Meninos e meninas de classe média criados em condomínios, superprotegidos pelos pais, que dizem torcer para times de futebol da Europa por influência da TV por assinatura e por videogames como FIFA Pro e PES (?!?!?!?!??!). Para arrematar, ou nunca pisaram em um estádio de futebol ("porque os pais têm medo da violência da sociedade…") ou pisaram uma única vez e detestaram ("não tem nada para fazer a não ser ver o jogo", disse um moleque de 10 anos completamente imbecil).

Em resumo, esse é o teor de reportagem da revista Placar, especializada em futebol e com 44 anos de mercado, da atual edição, a de novembro, com Robinho (atacante do Santos) na capa – edição 1.396.

O texto não entrega o que promete, mas deixemos isso de lado. Podemos aplicar tal situação – que, até certo ponto, preocupa dirigentes e jogadores de futebol brasileiros – ao mimado e acomodado público do rock nacional, em especial ao do metal brasileiro.

O século XXI viu surgir uma geração de "roqueiros do sofá", ma galera que adora ficar jogando Playstation, Guitar Hero ou qualquer outro videogame de música, ao som ambiente do mesmo CD/mp3 do Metallica, mas sem prestar a atenção.

Suquinho de laranja do lado, pipoca murcha do outro, tendo algum amigo nerd e tão preguiçoso quanto como companhia – e, se duvidar, os dois fazendo de tudo para fugir das "namoradas chatas" que querem sair e fazer alguma coisa legal – "Deus me livre, ter de ir naquele bar de merda, ver bandinha de merda tocar música própria que ninguém quer ouvir…"

O roqueiro de sofá fez questão de ignorar mais um evento legal de rock a preços razoáveis em São Paulo. O Panzer Fest 4 rolou neste último final de semana na capital paulista.

E os roqueiros de sofá não poderão reclamar do "bar podre" onde essas "bandinhas de merda" tocam: o festival de metal organizado pela poderosa banda Panzer rolou simplesmente no Cine Jóia, com infraestrutura bacana, de primeira, acostumada a receber bandas indies internacionais.

Pouca gente se dignou a ir ao bairro da Liberdade, região central de São Paulo, área servida por metrô e várias linhas de ônibus.

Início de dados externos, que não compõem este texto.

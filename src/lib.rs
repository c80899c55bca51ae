//! # Whittle
//!
//! Progressive triangle mesh simplification using quadric error metrics.
//!
//! Whittle takes the unindexed triangle soup a mesh decoder typically
//! produces, welds it into a topological mesh, and then contracts edges in
//! order of geometric error (Garland & Heckbert, SIGGRAPH 1997) a bounded
//! number at a time, so a host application can render each intermediate
//! level of detail as the mesh coarsens.
//!
//! The crate is the simplification *core* only: file decoding, GPU upload,
//! and windowing belong to the host. Input is per-corner position/UV/normal
//! streams; output is a [`MeshSnapshot`](mesh::MeshSnapshot) of contiguous
//! vertex and index buffers.
//!
//! ## Quick Start
//!
//! ```
//! use whittle::prelude::*;
//! use nalgebra::{Point3, Vector2, Vector3};
//!
//! // Two triangles sharing the diagonal of a unit square, unrolled the way
//! // a decoder emits them: three corners per triangle, duplicates and all.
//! let positions = vec![
//!     Point3::new(0.0, 0.0, 0.0),
//!     Point3::new(1.0, 0.0, 0.0),
//!     Point3::new(1.0, 1.0, 0.0),
//!     Point3::new(0.0, 0.0, 0.0),
//!     Point3::new(1.0, 1.0, 0.0),
//!     Point3::new(0.0, 1.0, 0.0),
//! ];
//! let uvs = vec![Vector2::zeros(); 6];
//! let normals = vec![Vector3::z(); 6];
//!
//! let mesh = build_from_soup(&positions, &uvs, &normals)?;
//! assert_eq!(mesh.live_vertex_count(), 4);
//! assert_eq!(mesh.live_face_count(), 2);
//! assert_eq!(mesh.live_edge_count(), 5);
//!
//! // Collapse one edge, then pull buffers for the renderer.
//! let mut simplifier = Simplifier::new(mesh);
//! let collapsed = simplifier.step(1);
//! assert_eq!(collapsed, 1);
//!
//! let snapshot = simplifier.mesh().snapshot();
//! assert!(snapshot.triangle_count() <= 2);
//! # Ok::<(), whittle::MeshError>(())
//! ```
//!
//! ## Driving Simplification
//!
//! [`Simplifier::step`](simplify::Simplifier::step) takes an explicit
//! collapse budget and reports how many collapses actually happened; `0`
//! means the mesh cannot be simplified further. The default policy
//! ([`step_default`](simplify::Simplifier::step_default)) collapses one
//! percent of the original vertex count per call, which keeps per-frame
//! work roughly proportional to mesh size.

#![warn(missing_docs)]
#![warn(clippy::all)]

pub mod error;
pub mod mesh;
pub mod progress;
pub mod quadric;
pub mod simplify;

/// Prelude module for convenient imports.
///
/// ```
/// use whittle::prelude::*;
/// ```
pub mod prelude {
    pub use crate::error::{MeshError, Result};
    pub use crate::mesh::{
        build_from_soup, build_from_soup_with_progress, Edge, EdgeId, Face, FaceId, Mesh,
        MeshSnapshot, Vertex, VertexId,
    };
    pub use crate::progress::Progress;
    pub use crate::quadric::{compute_all_quadrics, Quadric};
    pub use crate::simplify::{Simplifier, SimplifyOptions, SimplifyStats};
}

pub use error::{MeshError, Result};

// Re-export nalgebra types for convenience
pub use nalgebra;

E não havia grande concorrência de shows grandes ou médios neste dia 1º de novembro – Peter Hook, o decadente ex-baixista do New Order? Teve André Matos e Seventh Seal em Mauá, mas não tiraria público do Panzer Fest.

A banda Panzer é uma habitual frequentadora do ótimo Cine Jóia, no bairro da Libedade, em São Paulo. A foto é de um show da banda no local em meados de 2013, demonstrando ser um espaço mais do que legal para um evento como o Panzer Fest (FOTO: ANNA CARLA/SITE OFICIAL DO PANZER/DIVULGAÇÃO)

A banda Panzer é uma habitual frequentadora do ótimo Cine Jóia, no bairro da Libedade, em São Paulo. A foto é de um show da banda no local em meados de 2013, demonstrando ser um espaço mais do que legal para um evento como o Panzer Fest (FOTO: ANNA CARLA/SITE OFICIAL DO PANZER/DIVULGAÇÃO)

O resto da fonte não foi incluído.